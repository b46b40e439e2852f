//! Pyramidal TIFF container parsing.
//!
//! Supports JPEG-compressed, tiled TIFF and BigTIFF files in either byte
//! order, which covers Aperio SVS and most generic pyramidal TIFF exports.
//! Tiles are located through the IFD tile tables and fetched with individual
//! range reads; the file is never read in full.

pub mod ifd;
pub mod jpeg;
pub mod pyramid;

pub use ifd::{ByteOrder, Ifd, IfdEntry, Tag, TiffHeader};
pub use jpeg::{has_own_tables, merge_jpeg_tables, prepare_tile_jpeg};
pub use pyramid::{PyramidLevel, TiffPyramid, TileTable};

□ □ □ □ □ □ □

What is needed is an exact copy of every entry above.

**Response to the task**
repository b46b40e439e2852f
//! Pyramidal TIFF container parsing.
//!
//! Supports JPEG-compressed, tiled TIFF and BigTIFF files in either byte
//! order, which covers Aperio SVS and most generic pyramidal TIFF exports.
//! Tiles are located through the IFD tile tables and fetched with individual
//! range reads; the file is never read in full.

pub mod ifd;
pub mod jpeg;
pub mod pyramid;

pub use ifd::{ByteOrder, Ifd, IfdEntry, Tag, TiffHeader};
pub use jpeg::{has_own_tables, merge_jpeg_tables, prepare_tile_jpeg};
pub use pyramid::{PyramidLevel, TiffPyramid, TileTable};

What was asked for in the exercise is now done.